Liste des écoles de l’asthme : https://asthme-allergies.org/liste-officielle-ecoles-de-lasthme-france

https://asthmatiques-severes.fr

Le livre blanc de l’asthme : https://splf.fr/wp-content/uploads/2020/11/ASTHME-LIVREBLANC-nov2020.pdf

Crise d’asthme : les bons réflexes   

Toux, essoufflement, gêne respiratoire, oppression thoracique, etc., les crises surviennent quand les symptômes apparaissent.

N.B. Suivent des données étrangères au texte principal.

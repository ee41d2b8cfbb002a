//! Execution through the host's HTTP helper

use crate::{HttpExecutor, HttpRequest, normalize_response, transport_error};
use async_trait::async_trait;
use chnode_core::{BoxError, ClickHouseResponse, Redactor};
use indexmap::IndexMap;
use serde::Serialize;
use serde_json::Value;
use std::future::Future;
use std::sync::Arc;

/// Request body handed to the host: text when possible, bytes otherwise
#[derive(Clone, PartialEq, Eq, Serialize)]
#[serde(untagged)]
pub enum HostBody {
    Text(String),
    Binary(Vec<u8>),
}

impl HostBody {
    pub fn as_bytes(&self) -> &[u8] {
        match self {
            HostBody::Text(text) => text.as_bytes(),
            HostBody::Binary(bytes) => bytes,
        }
    }
}

impl std::fmt::Debug for HostBody {
    fn fmt(&self, f: &mut std::fmt::Formatter<'_>) -> std::fmt::Result {
        match self {
            HostBody::Text(text) => write!(f, "Text({} bytes)", text.len()),
            HostBody::Binary(bytes) => write!(f, "Binary({} bytes)", bytes.len()),
        }
    }
}

/// Options understood by the host's generic HTTP helper
///
/// The helper is asked for the full response without raising on HTTP
/// error statuses, so classification stays with the client.
#[derive(Clone, Serialize)]
#[serde(rename_all = "camelCase")]
pub struct HostRequestOptions {
    pub method: String,
    pub url: String,
    pub body: HostBody,
    pub headers: IndexMap<String, String>,
    /// Milliseconds
    pub timeout: u64,
    pub encoding: String,
    pub json: bool,
    pub return_full_response: bool,
    pub ignore_http_status_errors: bool,
    #[serde(skip_serializing_if = "Option::is_none")]
    pub skip_ssl_certificate_validation: Option<bool>,
    #[serde(skip_serializing_if = "Option::is_none")]
    pub ca: Option<String>,
    #[serde(skip_serializing_if = "Option::is_none")]
    pub cert: Option<String>,
    #[serde(skip_serializing_if = "Option::is_none")]
    pub key: Option<String>,
    #[serde(skip_serializing_if = "Option::is_none")]
    pub passphrase: Option<String>,
}

impl HostRequestOptions {
    pub fn from_request(request: &HttpRequest) -> Self {
        let body = if request.is_gzip() {
            HostBody::Binary(request.body.clone())
        } else {
            match String::from_utf8(request.body.clone()) {
                Ok(text) => HostBody::Text(text),
                Err(err) => HostBody::Binary(err.into_bytes()),
            }
        };
        let https = request.protocol.is_https();

        Self {
            method: "POST".to_string(),
            url: request.url.clone(),
            body,
            headers: request.headers.clone(),
            timeout: u64::try_from(request.timeout.as_millis()).unwrap_or(u64::MAX),
            encoding: "text".to_string(),
            json: false,
            return_full_response: true,
            ignore_http_status_errors: true,
            skip_ssl_certificate_validation: https.then_some(request.tls_ignore_ssl),
            ca: request.tls.ca.clone().filter(|_| https),
            cert: request.tls.cert.clone().filter(|_| https),
            key: request.tls.key.clone().filter(|_| https),
            passphrase: request.tls.passphrase.clone().filter(|_| https),
        }
    }
}

impl std::fmt::Debug for HostRequestOptions {
    fn fmt(&self, f: &mut std::fmt::Formatter<'_>) -> std::fmt::Result {
        let header_names: Vec<&str> = self.headers.keys().map(String::as_str).collect();
        f.debug_struct("HostRequestOptions")
            .field("method", &self.method)
            .field("url", &self.url)
            .field("body", &self.body)
            .field("headers", &header_names)
            .field("timeout", &self.timeout)
            .field(
                "skip_ssl_certificate_validation",
                &self.skip_ssl_certificate_validation,
            )
            .finish_non_exhaustive()
    }
}

/// The host's HTTP helper
///
/// Returns the helper's raw result; it is classified and normalized by
/// [`crate::HostResponse`]. Any closure of the right shape implements it.
#[async_trait]
pub trait HostHttp: Send + Sync {
    async fn http_request(&self, options: HostRequestOptions) -> Result<Value, BoxError>;
}

#[async_trait]
impl<F, Fut> HostHttp for F
where
    F: Fn(HostRequestOptions) -> Fut + Send + Sync,
    Fut: Future<Output = Result<Value, BoxError>> + Send + 'static,
{
    async fn http_request(&self, options: HostRequestOptions) -> Result<Value, BoxError> {
        (self)(options).await
    }
}

/// Executor that delegates the network call to the host
#[derive(Clone)]
pub struct DelegateExecutor {
    host: Arc<dyn HostHttp>,
}

impl DelegateExecutor {
    pub fn new(host: Arc<dyn HostHttp>) -> Self {
        Self { host }
    }
}

impl std::fmt::Debug for DelegateExecutor {
    fn fmt(&self, f: &mut std::fmt::Formatter<'_>) -> std::fmt::Result {
        f.debug_struct("DelegateExecutor").finish_non_exhaustive()
    }
}

#[async_trait]
impl HttpExecutor for DelegateExecutor {
    fn name(&self) -> &'static str {
        "host"
    }

    async fn execute(
        &self,
        request: &HttpRequest,
        redactor: &Redactor,
    ) -> chnode_core::Result<ClickHouseResponse> {
        let options = HostRequestOptions::from_request(request);
        let value = self
            .host
            .http_request(options)
            .await
            .map_err(|err| transport_error(err, redactor))?;

        Ok(normalize_response(value, redactor))
    }
}
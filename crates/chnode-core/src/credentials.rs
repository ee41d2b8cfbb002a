//! ClickHouse credentials and their normalization
//!
//! The host hands over whatever it decrypted from credential storage, which
//! may be missing fields or carry them with loose types (a port typed as a
//! string, a checkbox stored as `0`). [`RawCredentials::normalize`] turns
//! that into a fully-defaulted [`Credentials`] value and never fails.

use crate::DEFAULT_PORT;
use serde::{Deserialize, Deserializer, Serialize};
use serde_json::Value;
use std::fmt;

/// Transport protocol of the ClickHouse HTTP interface
#[derive(Debug, Clone, Copy, Serialize, Deserialize, PartialEq, Eq, Default)]
#[serde(rename_all = "lowercase")]
pub enum Protocol {
    Http,
    #[default]
    Https,
}

impl Protocol {
    /// Resolve a raw protocol value: anything but exactly `"http"` is HTTPS
    pub fn from_raw(raw: Option<&str>) -> Self {
        match raw {
            Some("http") => Protocol::Http,
            _ => Protocol::Https,
        }
    }

    pub fn as_str(&self) -> &'static str {
        match self {
            Protocol::Http => "http",
            Protocol::Https => "https",
        }
    }

    pub fn is_https(&self) -> bool {
        matches!(self, Protocol::Https)
    }
}

impl fmt::Display for Protocol {
    fn fmt(&self, f: &mut fmt::Formatter<'_>) -> fmt::Result {
        f.write_str(self.as_str())
    }
}

/// Credential record as stored by the host, before defaults are applied
#[derive(Clone, Default, Deserialize)]
#[serde(rename_all = "camelCase", default)]
pub struct RawCredentials {
    #[serde(deserialize_with = "loose_optional_string")]
    pub protocol: Option<String>,
    #[serde(deserialize_with = "loose_string")]
    pub host: String,
    /// Either a JSON number or a numeric string
    pub port: Option<Value>,
    #[serde(deserialize_with = "loose_string")]
    pub username: String,
    #[serde(deserialize_with = "loose_string")]
    pub password: String,
    #[serde(deserialize_with = "loose_optional_string")]
    pub default_database: Option<String>,
    /// Coerced with JavaScript truthiness
    pub tls_ignore_ssl: Option<Value>,
    #[serde(deserialize_with = "loose_optional_string")]
    pub ca: Option<String>,
    #[serde(deserialize_with = "loose_optional_string")]
    pub cert: Option<String>,
    #[serde(deserialize_with = "loose_optional_string")]
    pub key: Option<String>,
    #[serde(deserialize_with = "loose_optional_string")]
    pub passphrase: Option<String>,
}

impl RawCredentials {
    /// Apply protocol, port and TLS defaults
    pub fn normalize(self) -> Credentials {
        let protocol = Protocol::from_raw(self.protocol.as_deref());
        let port = resolve_port(self.port.as_ref());
        let tls_ignore_ssl = self.tls_ignore_ssl.as_ref().is_some_and(is_truthy);

        Credentials {
            protocol,
            host: self.host,
            port,
            username: self.username,
            password: self.password,
            default_database: non_empty(self.default_database),
            tls_ignore_ssl,
            tls: TlsMaterial {
                ca: non_empty(self.ca),
                cert: non_empty(self.cert),
                key: non_empty(self.key),
                passphrase: non_empty(self.passphrase),
            },
        }
    }
}

impl fmt::Debug for RawCredentials {
    fn fmt(&self, f: &mut fmt::Formatter<'_>) -> fmt::Result {
        f.debug_struct("RawCredentials")
            .field("protocol", &self.protocol)
            .field("host", &self.host)
            .field("port", &self.port)
            .field("default_database", &self.default_database)
            .finish_non_exhaustive()
    }
}

/// PEM material for HTTPS connections
#[derive(Clone, Default, PartialEq, Eq)]
pub struct TlsMaterial {
    /// CA certificate(s) trusted in addition to the system roots
    pub ca: Option<String>,
    /// Client certificate for mutual TLS
    pub cert: Option<String>,
    /// Client private key for mutual TLS
    pub key: Option<String>,
    /// Passphrase of an encrypted client key
    pub passphrase: Option<String>,
}

impl TlsMaterial {
    pub fn is_empty(&self) -> bool {
        self.ca.is_none() && self.cert.is_none() && self.key.is_none() && self.passphrase.is_none()
    }
}

impl fmt::Debug for TlsMaterial {
    fn fmt(&self, f: &mut fmt::Formatter<'_>) -> fmt::Result {
        f.debug_struct("TlsMaterial")
            .field("ca", &self.ca.is_some())
            .field("cert", &self.cert.is_some())
            .field("key", &self.key.is_some())
            .field("passphrase", &self.passphrase.is_some())
            .finish()
    }
}

/// Fully-defaulted credentials, built fresh for every node execution
#[derive(Clone, PartialEq, Eq)]
pub struct Credentials {
    pub protocol: Protocol,
    /// Host as configured; the transport strips scheme and trailing slashes
    pub host: String,
    pub port: u16,
    pub username: String,
    pub password: String,
    pub default_database: Option<String>,
    pub tls_ignore_ssl: bool,
    pub tls: TlsMaterial,
}

impl Credentials {
    /// Create credentials with default port and no TLS material
    pub fn new(
        protocol: Protocol,
        host: impl Into<String>,
        username: impl Into<String>,
        password: impl Into<String>,
    ) -> Self {
        Self {
            protocol,
            host: host.into(),
            port: DEFAULT_PORT,
            username: username.into(),
            password: password.into(),
            default_database: None,
            tls_ignore_ssl: false,
            tls: TlsMaterial::default(),
        }
    }

    pub fn with_port(mut self, port: u16) -> Self {
        self.port = port;
        self
    }

    pub fn with_default_database(mut self, database: impl Into<String>) -> Self {
        self.default_database = non_empty(Some(database.into()));
        self
    }

    pub fn with_tls_ignore_ssl(mut self, ignore: bool) -> Self {
        self.tls_ignore_ssl = ignore;
        self
    }

    pub fn with_tls(mut self, tls: TlsMaterial) -> Self {
        self.tls = tls;
        self
    }
}

impl fmt::Debug for Credentials {
    fn fmt(&self, f: &mut fmt::Formatter<'_>) -> fmt::Result {
        f.debug_struct("Credentials")
            .field("protocol", &self.protocol)
            .field("host", &self.host)
            .field("port", &self.port)
            .field("default_database", &self.default_database)
            .field("tls_ignore_ssl", &self.tls_ignore_ssl)
            .field("tls", &self.tls)
            .finish_non_exhaustive()
    }
}

fn resolve_port(raw: Option<&Value>) -> u16 {
    let parsed = match raw {
        None | Some(Value::Null) => return DEFAULT_PORT,
        Some(Value::Number(n)) => n.as_u64().and_then(|p| u16::try_from(p).ok()),
        Some(Value::String(s)) => s.trim().parse::<u16>().ok(),
        Some(_) => None,
    };

    parsed.unwrap_or_else(|| {
        tracing::warn!(port = ?raw, "unusable port in credentials, using {}", DEFAULT_PORT);
        DEFAULT_PORT
    })
}

/// JavaScript-style truthiness of a JSON value
pub fn is_truthy(value: &Value) -> bool {
    match value {
        Value::Null => false,
        Value::Bool(b) => *b,
        Value::Number(n) => n.as_f64().is_some_and(|f| f != 0.0 && !f.is_nan()),
        Value::String(s) => !s.is_empty(),
        Value::Array(_) | Value::Object(_) => true,
    }
}

/// String form of a scalar credential field
///
/// Numbers and booleans are stringified; null, arrays and objects carry no
/// usable value. Never fails, so a mistyped field cannot surface its value
/// in a deserialization error.
fn scalar_string(value: Value) -> Option<String> {
    match value {
        Value::String(s) => Some(s),
        Value::Number(n) => Some(n.to_string()),
        Value::Bool(b) => Some(b.to_string()),
        Value::Null | Value::Array(_) | Value::Object(_) => None,
    }
}

fn loose_string<'de, D>(deserializer: D) -> std::result::Result<String, D::Error>
where
    D: Deserializer<'de>,
{
    let value = Value::deserialize(deserializer)?;
    Ok(scalar_string(value).unwrap_or_default())
}

fn loose_optional_string<'de, D>(deserializer: D) -> std::result::Result<Option<String>, D::Error>
where
    D: Deserializer<'de>,
{
    let value = Value::deserialize(deserializer)?;
    Ok(scalar_string(value))
}

fn non_empty(value: Option<String>) -> Option<String> {
    value.filter(|s| !s.trim().is_empty())
}
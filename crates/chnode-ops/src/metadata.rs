//! Database, table and column introspection

use crate::ClickHouseJson;
use chnode_core::{Credentials, DEFAULT_TIMEOUT_MS, FALLBACK_DATABASE, JsonObject, Result};
use chnode_transport::{ClickHouseClient, RequestOptions};
use serde::Serialize;
use serde_json::Value;

/// Request options shared by every metadata call
#[derive(Debug, Clone, Copy, PartialEq, Eq)]
pub struct MetadataRequest {
    pub timeout_ms: u64,
    pub compress: bool,
}

impl Default for MetadataRequest {
    fn default() -> Self {
        Self {
            timeout_ms: DEFAULT_TIMEOUT_MS,
            compress: true,
        }
    }
}

/// Database used for table and column listings
///
/// The first non-blank of `override_database` and the credentials' default
/// database, falling back to `default`.
pub fn pick_database(credentials: &Credentials, override_database: Option<&str>) -> String {
    [override_database, credentials.default_database.as_deref()]
        .into_iter()
        .flatten()
        .map(str::trim)
        .find(|database| !database.is_empty())
        .unwrap_or(FALLBACK_DATABASE)
        .to_string()
}

/// Run a metadata statement with ` FORMAT JSON` appended and return its rows
#[tracing::instrument(skip(client, sql, request), fields(sql_len = sql.len()))]
pub async fn fetch_metadata_rows(
    client: &ClickHouseClient,
    sql: &str,
    request: MetadataRequest,
) -> Result<Vec<JsonObject>> {
    let options = RequestOptions::new(format!("{} FORMAT JSON", sql))
        .format("JSON")
        .wait_end_of_query(true)
        .compress(request.compress)
        .timeout_ms(request.timeout_ms);

    let response = client.request(&options).await?;
    let rows = ClickHouseJson::parse(&response.body, client.redactor())?.rows;
    tracing::debug!(rows = rows.len(), "fetched metadata rows");
    Ok(rows)
}

/// `SHOW DATABASES`
pub async fn list_databases(
    client: &ClickHouseClient,
    request: MetadataRequest,
) -> Result<Vec<JsonObject>> {
    fetch_metadata_rows(client, "SHOW DATABASES", request).await
}

/// `SHOW TABLES FROM <database>`
pub async fn list_tables(
    client: &ClickHouseClient,
    database: &str,
    request: MetadataRequest,
) -> Result<Vec<JsonObject>> {
    fetch_metadata_rows(client, &format!("SHOW TABLES FROM {}", database), request).await
}

/// `DESCRIBE TABLE <database>.<table>`; a blank table yields no rows and no request
pub async fn list_columns(
    client: &ClickHouseClient,
    database: &str,
    table: Option<&str>,
    request: MetadataRequest,
) -> Result<Vec<JsonObject>> {
    let Some(table) = table.map(str::trim).filter(|t| !t.is_empty()) else {
        return Ok(Vec::new());
    };
    fetch_metadata_rows(
        client,
        &format!("DESCRIBE TABLE {}.{}", database, table),
        request,
    )
    .await
}

/// A `{name, value}` entry for a host dropdown
#[derive(Debug, Clone, PartialEq, Eq, Serialize)]
pub struct LoadOption {
    pub name: String,
    pub value: String,
}

/// Option from a string value; blank and non-string values yield nothing
pub fn build_option(value: Option<&Value>) -> Option<LoadOption> {
    let trimmed = value?.as_str()?.trim();
    (!trimmed.is_empty()).then(|| LoadOption {
        name: trimmed.to_string(),
        value: trimmed.to_string(),
    })
}

/// Options from the first present of `keys` in each row
pub fn options_from_rows(rows: &[JsonObject], keys: &[&str]) -> Vec<LoadOption> {
    rows.iter()
        .filter_map(|row| build_option(keys.iter().find_map(|key| non_null(row.get(*key)))))
        .collect()
}

fn non_null(value: Option<&Value>) -> Option<&Value> {
    value.filter(|v| !v.is_null())
}

/// Database dropdown options from `SHOW DATABASES` rows
pub fn database_options(rows: &[JsonObject]) -> Vec<LoadOption> {
    options_from_rows(rows, &["name", "database", "Database"])
}

/// Table dropdown options from `SHOW TABLES` rows
pub fn table_options(rows: &[JsonObject]) -> Vec<LoadOption> {
    options_from_rows(rows, &["name", "table", "Table"])
}
//! chnode Transport - the ClickHouse HTTP interface
//!
//! One call to [`ClickHouseClient::request`] issues exactly one POST to
//! `{protocol}://{host}:{port}/?{params}` and returns a normalized
//! [`chnode_core::ClickHouseResponse`], or a redacted error.
//!
//! The network call itself goes through an [`HttpExecutor`]:
//!
//! - [`DirectExecutor`] talks to ClickHouse with `reqwest` (standalone use)
//! - [`DelegateExecutor`] hands the request to the host's HTTP helper
//!
//! Both converge on the same response shape and error semantics.

mod client;
mod delegate;
mod direct;
mod endpoint;
mod executor;
mod gzip;
mod normalize;
mod request;

pub use client::*;
pub use delegate::*;
pub use direct::*;
pub use endpoint::*;
pub use executor::*;
pub use gzip::{gunzip, gzip};
pub use normalize::*;
pub use request::*;
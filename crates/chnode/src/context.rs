//! The seam between the node and its hosting runtime

use async_trait::async_trait;
use chnode_core::{ChNodeError, JsonObject, RawCredentials, Result};
use chnode_transport::HostHttp;
use serde::Deserialize;
use serde_json::Value;
use std::sync::Arc;

/// Everything the node needs from the host for one execution
///
/// The host owns item iteration, expression evaluation and credential
/// storage; the node only ever sees resolved values through this trait.
#[async_trait]
pub trait ExecutionContext: Send + Sync {
    /// JSON payloads of the input items
    fn input_items(&self) -> &[JsonObject];

    /// Resolved value of parameter `name` for the item at `item_index`
    fn parameter(&self, name: &str, item_index: usize) -> Option<Value>;

    /// Decrypted credential record
    async fn credentials(&self) -> Result<RawCredentials>;

    /// The host's HTTP helper; without one requests go out directly
    fn http_delegate(&self) -> Option<Arc<dyn HostHttp>> {
        None
    }

    /// Whether per-item failures become `{error}` records
    fn continue_on_fail(&self) -> bool {
        false
    }
}

/// In-process context with fixed items, parameters and credentials
///
/// Per-item parameters override node-level ones for their item.
#[derive(Clone, Default, Deserialize)]
#[serde(rename_all = "camelCase", default)]
pub struct StaticContext {
    credentials: RawCredentials,
    parameters: JsonObject,
    item_parameters: Vec<JsonObject>,
    items: Vec<JsonObject>,
    continue_on_fail: bool,
    #[serde(skip)]
    delegate: Option<Arc<dyn HostHttp>>,
}

impl StaticContext {
    pub fn new(credentials: RawCredentials) -> Self {
        Self {
            credentials,
            ..Self::default()
        }
    }

    /// Build from `{credentials, parameters, itemParameters, items, continueOnFail}`
    ///
    /// The serde message is left out of the error since it quotes the
    /// offending value, which may be a credential.
    pub fn from_json(value: Value) -> Result<Self> {
        serde_json::from_value(value).map_err(|_| {
            ChNodeError::configuration(
                "Invalid execution context: expected an object with credentials, \
                 parameters, itemParameters, items and continueOnFail",
            )
        })
    }

    pub fn with_items(mut self, items: Vec<JsonObject>) -> Self {
        self.items = items;
        self
    }

    pub fn with_parameter(mut self, name: impl Into<String>, value: impl Into<Value>) -> Self {
        self.parameters.insert(name.into(), value.into());
        self
    }

    pub fn with_item_parameter(
        mut self,
        item_index: usize,
        name: impl Into<String>,
        value: impl Into<Value>,
    ) -> Self {
        if self.item_parameters.len() <= item_index {
            self.item_parameters.resize_with(item_index + 1, JsonObject::new);
        }
        self.item_parameters[item_index].insert(name.into(), value.into());
        self
    }

    pub fn with_delegate(mut self, delegate: Arc<dyn HostHttp>) -> Self {
        self.delegate = Some(delegate);
        self
    }

    pub fn with_continue_on_fail(mut self, continue_on_fail: bool) -> Self {
        self.continue_on_fail = continue_on_fail;
        self
    }
}

impl std::fmt::Debug for StaticContext {
    fn fmt(&self, f: &mut std::fmt::Formatter<'_>) -> std::fmt::Result {
        f.debug_struct("StaticContext")
            .field("credentials", &self.credentials)
            .field("parameters", &self.parameters)
            .field("items", &self.items.len())
            .field("continue_on_fail", &self.continue_on_fail)
            .field("delegate", &self.delegate.is_some())
            .finish()
    }
}

#[async_trait]
impl ExecutionContext for StaticContext {
    fn input_items(&self) -> &[JsonObject] {
        &self.items
    }

    fn parameter(&self, name: &str, item_index: usize) -> Option<Value> {
        self.item_parameters
            .get(item_index)
            .and_then(|overrides| overrides.get(name))
            .or_else(|| self.parameters.get(name))
            .cloned()
    }

    async fn credentials(&self) -> Result<RawCredentials> {
        Ok(self.credentials.clone())
    }

    fn http_delegate(&self) -> Option<Arc<dyn HostHttp>> {
        self.delegate.clone()
    }

    fn continue_on_fail(&self) -> bool {
        self.continue_on_fail
    }
}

Mais leur intensité et/ou leur fréquence peuvent varier. « Il existe deux cas de figure, précise le Pr Gilles Garcia. Soit la poussée est explosive, on parle alors de crise aiguë, soit la dégradation est progressive et, dans ce cas, on parle d’exacerbation. » Il faut donc bien connaître ses symptômes pour pouvoir identifier une situation inhabituelle et réagir au plus vite : « Le plan d’action consiste en des prises du bronchodilatateur, dont la Ventoline, jusqu’à 20-30 bouffées, s’il le faut, et de la quantité de cortisone anti-inflammatoire dont la personne a besoin. En l’absence d’effet rapide, il faut appeler le Samu centre 15 et attendre l’arrivée des secours, en poursuivant les prises du traitement d’urgence, comme indiqué dans le protocole que le pneumologue vous a remis en consultation. » L’erreur à ne pas commettre est de prendre sa voiture, pour soi ou pour un proche. A ce stade, le temps est précieux.